From: Eric Armstrong (eric.armstrong@eng.sun.com)
Date: Mon Nov 13 2000 - 14:05:59 PST

  • Next message: Henry van Eyken: "Re: [unrev-II] Preliminary Meeting with Ken Holman"

    Several of us had a chance to meet with Ken
    Holman over the weekend. He was brought to
    the party by John Deneen, and he was quite
    happy to meet Doug. He very much wants to
    make whatever contribution he can, which
    pretty much makes him "one of the team".

    Ken is very knowledgable about XML and related
    disciplines. And he is, or has been, very
    active at OASIS (Organization for the Advancement
    of Structured Information Standards). He is
    looking forward to helping us define an interchange
    standard, and shepard it through the various
    committees, and so on.

    He also has a remarkable flair for design.
    He picked up a rough sense of what we were about
    in fairly short order, and began making insightful
    observations based on his past design experience.

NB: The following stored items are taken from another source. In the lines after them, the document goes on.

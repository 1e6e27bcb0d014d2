use clap::Args;
use upd_client::UpdClient;

use super::availability;
use crate::OutputFormat;

#[derive(Args, Debug)]
pub struct SearchArgs {
    /// Tags to look for; files carrying any of them match.
    #[arg(long, value_delimiter = ',', required = true)]
    pub tags: Vec<String>,
}

pub async fn run(client: &UpdClient, args: &SearchArgs, format: &OutputFormat) -> anyhow::Result<()> {
    let results = client.search_tags(&args.tags).await?;
    match format {
        OutputFormat::Json => println!("{}", serde_json::to_string_pretty(&results)?),
        OutputFormat::Text => {
            println!("{} result(s)", results.len());
            for entry in &results {
                println!("--");
                println!("Original: {}", entry.original);
                println!("URL: {}", client.file_url(&entry.filename));
                println!(
                    "Delete URL: {}",
                    client.delete_url(&entry.filename, &entry.delete_key)
                );
                println!("Tags: {}", entry.tags.join(", "));
                println!("{}", availability(entry.expiration_time));
            }
        }
    }
    Ok(())
}
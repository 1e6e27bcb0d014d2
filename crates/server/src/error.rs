use axum::http::StatusCode;
use axum::response::{IntoResponse, Response};
use thiserror::Error;
use upd_engine::EngineError;

/// Errors that can occur when running the upd server.
#[derive(Debug, Error)]
pub enum ServerError {
    /// A configuration error.
    #[error("configuration error: {0}")]
    Config(String),

    /// An I/O error (e.g. binding the listener).
    #[error("io error: {0}")]
    Io(#[from] std::io::Error),

    /// TLS material could not be loaded.
    #[error("tls error: {0}")]
    Tls(String),

    /// The request was malformed.
    #[error("bad request: {0}")]
    BadRequest(String),

    /// An error from the lifecycle engine.
    #[error(transparent)]
    Engine(#[from] EngineError),
}

impl ServerError {
    fn status(&self) -> StatusCode {
        match self {
            Self::BadRequest(_) => StatusCode::BAD_REQUEST,
            Self::Engine(e) => match e {
                EngineError::Validation(_) => StatusCode::BAD_REQUEST,
                EngineError::NotFound => StatusCode::NOT_FOUND,
                EngineError::Forbidden => StatusCode::FORBIDDEN,
                EngineError::NamespaceExhausted { .. } => StatusCode::SERVICE_UNAVAILABLE,
                _ => StatusCode::INTERNAL_SERVER_ERROR,
            },
            Self::Config(_) | Self::Io(_) | Self::Tls(_) => StatusCode::INTERNAL_SERVER_ERROR,
        }
    }
}

impl IntoResponse for ServerError {
    fn into_response(self) -> Response {
        let status = self.status();
        let message = if status.is_server_error() {
            tracing::error!(error = %self, "request failed");
            "internal server error".to_owned()
        } else {
            self.to_string()
        };
        let body = serde_json::json!({ "error": message });
        (status, axum::Json(body)).into_response()
    }
}

#[cfg(test)]
mod tests {
    use upd_core::ValidationError;

    use super::*;

    #[test]
    fn engine_errors_map_to_statuses() {
        let cases = [
            (
                ServerError::Engine(EngineError::Validation(ValidationError::InvalidName(
                    String::new(),
                ))),
                StatusCode::BAD_REQUEST,
            ),
            (
                ServerError::Engine(EngineError::NotFound),
                StatusCode::NOT_FOUND,
            ),
            (
                ServerError::Engine(EngineError::Forbidden),
                StatusCode::FORBIDDEN,
            ),
            (
                ServerError::Engine(EngineError::NamespaceExhausted { attempts: 32 }),
                StatusCode::SERVICE_UNAVAILABLE,
            ),
            (
                ServerError::BadRequest("no data".into()),
                StatusCode::BAD_REQUEST,
            ),
            (
                ServerError::Config("boom".into()),
                StatusCode::INTERNAL_SERVER_ERROR,
            ),
        ];
        for (err, expected) in cases {
            assert_eq!(err.into_response().status(), expected);
        }
    }

    #[tokio::test]
    async fn internal_errors_do_not_leak_detail() {
        let response = ServerError::Config("/secret/path unreadable".into()).into_response();
        let body = axum::body::to_bytes(response.into_body(), usize::MAX)
            .await
            .unwrap();
        let json: serde_json::Value = serde_json::from_slice(&body).unwrap();
        assert_eq!(json["error"], "internal server error");
    }
}
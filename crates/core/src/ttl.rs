//! Time-to-live parsing.
//!
//! A TTL is written as a sequence of decimal numbers, each with an optional
//! fraction and a mandatory unit suffix, such as `"300ms"`, `"1.5h"` or
//! `"2h45m"`. Valid units are `ns`, `us` (or `µs`/`μs`), `ms`, `s`, `m` and
//! `h`. The bare string `"0"` is accepted without a unit.

use std::time::Duration;

use chrono::{DateTime, TimeDelta, Utc};

use crate::error::ValidationError;

const NANOS_PER_MICRO: u64 = 1_000;
const NANOS_PER_MILLI: u64 = 1_000_000;
const NANOS_PER_SECOND: u64 = 1_000_000_000;
const NANOS_PER_MINUTE: u64 = 60 * NANOS_PER_SECOND;
const NANOS_PER_HOUR: u64 = 60 * NANOS_PER_MINUTE;

/// Largest representable duration, in nanoseconds.
const MAX_NANOS: u64 = i64::MAX as u64;

fn unit_nanos(unit: &str) -> Option<u64> {
    match unit {
        "ns" => Some(1),
        "us" | "\u{b5}s" | "\u{3bc}s" => Some(NANOS_PER_MICRO),
        "ms" => Some(NANOS_PER_MILLI),
        "s" => Some(NANOS_PER_SECOND),
        "m" => Some(NANOS_PER_MINUTE),
        "h" => Some(NANOS_PER_HOUR),
        _ => None,
    }
}

fn invalid(input: &str, reason: &str) -> ValidationError {
    ValidationError::InvalidTtl {
        input: input.to_owned(),
        reason: reason.to_owned(),
    }
}

/// Consume leading ASCII digits as an integer. Returns `None` on overflow.
fn leading_int(s: &str) -> Option<(u64, &str)> {
    let end = s.bytes().take_while(u8::is_ascii_digit).count();
    let mut value: u64 = 0;
    for b in s[..end].bytes() {
        value = value.checked_mul(10)?.checked_add(u64::from(b - b'0'))?;
        if value > MAX_NANOS {
            return None;
        }
    }
    Some((value, &s[end..]))
}

/// Consume leading ASCII digits as a fraction, returning the digits and their
/// scale. Digits past the point of overflow are consumed but ignored.
fn leading_fraction(s: &str) -> (u64, f64, &str) {
    let end = s.bytes().take_while(u8::is_ascii_digit).count();
    let mut value: u64 = 0;
    let mut scale = 1.0_f64;
    let mut overflow = false;
    for b in s[..end].bytes() {
        if overflow {
            continue;
        }
        match value
            .checked_mul(10)
            .and_then(|v| v.checked_add(u64::from(b - b'0')))
        {
            Some(v) if v <= MAX_NANOS => {
                value = v;
                scale *= 10.0;
            }
            _ => overflow = true,
        }
    }
    (value, scale, &s[end..])
}

/// Parse a TTL string into a [`Duration`].
///
/// Negative durations and durations that overflow 64-bit nanoseconds are
/// rejected.
pub fn parse_duration(input: &str) -> Result<Duration, ValidationError> {
    let mut s = input;
    let mut negative = false;
    if let Some(rest) = s.strip_prefix('-') {
        negative = true;
        s = rest;
    } else if let Some(rest) = s.strip_prefix('+') {
        s = rest;
    }

    if s == "0" {
        return Ok(Duration::ZERO);
    }
    if s.is_empty() {
        return Err(invalid(input, "empty duration"));
    }

    let mut total: u64 = 0;
    while !s.is_empty() {
        if !s.starts_with(|c: char| c == '.' || c.is_ascii_digit()) {
            return Err(invalid(input, "expected a number"));
        }

        let before = s.len();
        let (whole, rest) = leading_int(s).ok_or_else(|| invalid(input, "duration overflows"))?;
        let has_whole = rest.len() != before;
        s = rest;

        let mut fraction = 0_u64;
        let mut scale = 1.0_f64;
        let mut has_fraction = false;
        if let Some(rest) = s.strip_prefix('.') {
            let before = rest.len();
            let (f, sc, rest) = leading_fraction(rest);
            has_fraction = rest.len() != before;
            fraction = f;
            scale = sc;
            s = rest;
        }
        if !has_whole && !has_fraction {
            return Err(invalid(input, "expected a number"));
        }

        let unit_len = s
            .find(|c: char| c == '.' || c.is_ascii_digit())
            .unwrap_or(s.len());
        if unit_len == 0 {
            return Err(invalid(input, "missing unit"));
        }
        let unit = &s[..unit_len];
        s = &s[unit_len..];
        let nanos = unit_nanos(unit).ok_or_else(|| invalid(input, "unknown unit"))?;

        if whole > MAX_NANOS / nanos {
            return Err(invalid(input, "duration overflows"));
        }
        let mut value = whole * nanos;
        if fraction > 0 {
            #[allow(
                clippy::cast_precision_loss,
                clippy::cast_possible_truncation,
                clippy::cast_sign_loss
            )]
            let extra = (fraction as f64 * (nanos as f64 / scale)) as u64;
            value = value
                .checked_add(extra)
                .filter(|v| *v <= MAX_NANOS)
                .ok_or_else(|| invalid(input, "duration overflows"))?;
        }
        total = total
            .checked_add(value)
            .filter(|v| *v <= MAX_NANOS)
            .ok_or_else(|| invalid(input, "duration overflows"))?;
    }

    if negative && total > 0 {
        return Err(invalid(input, "negative duration"));
    }
    Ok(Duration::from_nanos(total))
}

/// Compute the expiration instant for a record created at `created_at`.
///
/// An empty TTL never expires and yields `None`.
pub fn expiration_for(
    created_at: DateTime<Utc>,
    ttl: &str,
) -> Result<Option<DateTime<Utc>>, ValidationError> {
    if ttl.is_empty() {
        return Ok(None);
    }
    let duration = parse_duration(ttl)?;
    let delta = TimeDelta::from_std(duration).map_err(|_| invalid(ttl, "duration overflows"))?;
    created_at
        .checked_add_signed(delta)
        .map(Some)
        .ok_or_else(|| invalid(ttl, "expiration is out of range"))
}
mod config;
mod migrations;
mod store;

pub use config::SqliteConfig;
pub use migrations::run_migrations;
pub use store::SqliteRecordStore;
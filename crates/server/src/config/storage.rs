use std::fmt;

use serde::Deserialize;

/// Which blob backend stores uploaded files, and its parameters.
///
/// # Example
///
/// ```toml
/// [storage]
/// backend = "s3"
///
/// [storage.s3]
/// region = "eu-west-1"
/// bucket = "upd-files"
/// ```
#[derive(Debug, Deserialize)]
pub struct StorageConfig {
    /// `"fs"` or `"s3"`.
    #[serde(default = "default_backend")]
    pub backend: String,
    /// Local filesystem backend settings.
    #[serde(default)]
    pub fs: FsStorageConfig,
    /// S3 backend settings.
    #[serde(default)]
    pub s3: S3StorageConfig,
}

impl Default for StorageConfig {
    fn default() -> Self {
        Self {
            backend: default_backend(),
            fs: FsStorageConfig::default(),
            s3: S3StorageConfig::default(),
        }
    }
}

fn default_backend() -> String {
    "fs".to_owned()
}

#[derive(Debug, Deserialize)]
pub struct FsStorageConfig {
    /// Directory files are written to. Created if missing.
    #[serde(default = "default_output_dir")]
    pub output_dir: String,
}

impl Default for FsStorageConfig {
    fn default() -> Self {
        Self {
            output_dir: default_output_dir(),
        }
    }
}

fn default_output_dir() -> String {
    "files".to_owned()
}

#[derive(Default, Deserialize)]
pub struct S3StorageConfig {
    #[serde(default = "default_region")]
    pub region: String,
    #[serde(default)]
    pub bucket: String,
    /// Static access key. When unset, the default AWS credential chain is
    /// used.
    pub access_key: Option<String>,
    pub access_secret: Option<String>,
    /// Endpoint override for S3-compatible stores (`MinIO`, `LocalStack`).
    pub endpoint_url: Option<String>,
    /// Key prefix applied to every object.
    pub prefix: Option<String>,
}

impl fmt::Debug for S3StorageConfig {
    fn fmt(&self, f: &mut fmt::Formatter<'_>) -> fmt::Result {
        f.debug_struct("S3StorageConfig")
            .field("region", &self.region)
            .field("bucket", &self.bucket)
            .field("access_key", &self.access_key)
            .field(
                "access_secret",
                &self.access_secret.as_ref().map(|_| "[REDACTED]"),
            )
            .field("endpoint_url", &self.endpoint_url)
            .field("prefix", &self.prefix)
            .finish()
    }
}

fn default_region() -> String {
    "us-east-1".to_owned()
}
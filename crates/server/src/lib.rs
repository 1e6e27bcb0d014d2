pub mod api;
pub mod auth;
pub mod config;
pub mod error;
pub mod factory;
pub mod media;
pub mod telemetry;
pub mod tls;
//! Data-source module for shipment retrieval.
//!
//! This module provides abstractions over where shipments come from via the
//! Repository pattern, allowing different sources to be swapped easily.
//!
//! # Architecture
//!
//! ```text
//! ┌─────────────────────────────────────────────────────────┐
//! │  Application Layer (dashboard session, REST API)        │
//! └───────────────────┬─────────────────────────────────────┘
//!                     │
//! ┌───────────────────▼─────────────────────────────────────┐
//! │  Service Layer (services.rs) - fetch + logging          │
//! └───────────────────┬─────────────────────────────────────┘
//!                     │
//! ┌───────────────────▼─────────────────────────────────────┐
//! │  Repository Trait (repository/) - Abstract Interface    │
//! └───────────────────┬─────────────────────────────────────┘
//!                     │
//!     ┌───────────────┴────────────────┐
//!     │                                 │
//! ┌───▼──────────────┐     ┌──────────▼──────────────┐
//! │ Fixture          │     │ Simulated               │
//! │ (deterministic)  │     │ (random delay/failure)  │
//! └──────────────────┘     └─────────────────────────┘
//! ```
//!
//! # Recommended Usage
//!
//! ```no_run
//! use shiptrack::db::{services, RepositoryFactory};
//!
//! async fn example() -> Result<(), Box<dyn std::error::Error>> {
//!     let repo = RepositoryFactory::from_env()?;
//!     let shipments = services::fetch_shipments(repo.as_ref()).await?;
//!     Ok(())
//! }
//! ```

pub mod dataset;
pub mod factory;
pub mod repo_config;
pub mod repositories;
pub mod repository;
pub mod services;

pub use services::{fetch_shipments, health_check};

pub use repo_config::RepositoryConfig;

pub use factory::{RepositoryBuilder, RepositoryFactory, RepositoryType};
pub use repositories::{FixtureRepository, SimulatedRepository, SimulationConfig};
pub use repository::{ErrorContext, RepositoryError, RepositoryResult, ShipmentRepository};

use anyhow::{Context, Result};
use std::sync::{Arc, OnceLock};

/// Environment variable naming an explicit repository configuration file.
pub const CONFIG_ENV_VAR: &str = "SHIPTRACK_CONFIG";

/// Global repository instance initialized once per process.
static REPOSITORY: OnceLock<Arc<dyn ShipmentRepository>> = OnceLock::new();

/// Resolve the repository from configuration.
///
/// Priority: `SHIPTRACK_CONFIG` file > `repository.toml` in a standard
/// location > `REPOSITORY_TYPE` environment variable.
pub fn create_selected_repository() -> RepositoryResult<Arc<dyn ShipmentRepository>> {
    if let Ok(path) = std::env::var(CONFIG_ENV_VAR) {
        log::info!("Loading repository configuration from {}", path);
        return RepositoryFactory::from_config_file(path);
    }
    if let Some(path) = RepositoryConfig::find_default_location() {
        log::info!("Loading repository configuration from {}", path.display());
        return RepositoryFactory::from_config_file(path);
    }
    RepositoryFactory::from_env()
}

/// Initialize the global repository singleton for the selected source.
pub fn init_repository() -> Result<()> {
    if REPOSITORY.get().is_some() {
        return Ok(());
    }

    let repo = create_selected_repository().map_err(|e| anyhow::Error::msg(e.to_string()))?;
    let _ = REPOSITORY.set(repo);
    Ok(())
}

/// Get a reference to the global repository instance.
pub fn get_repository() -> Result<&'static Arc<dyn ShipmentRepository>> {
    if REPOSITORY.get().is_none() {
        init_repository()?;
    }

    REPOSITORY
        .get()
        .context("Repository not initialized. Call init_repository() first.")
}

    Here are some of the technical points he developed
    during the meeting...

    XML Basics
    ----------
      * XPATH is a basic structure-identification
        mechanism

      * XPOINTER uses that representation mechanism,
        and builds on it to add concepts like a
        structure-range (from struct X to struct Y)

      * XSL/XSLT also uses XPATH as part of its
        representation mechanisms

      * XSLT is a translation mechanism that can
        generate XML, which can then be parsed.

      * XSL is the format-presentation layer. It defines
        a ton of constructs that can be used to specify
        how material prints, or is displayed.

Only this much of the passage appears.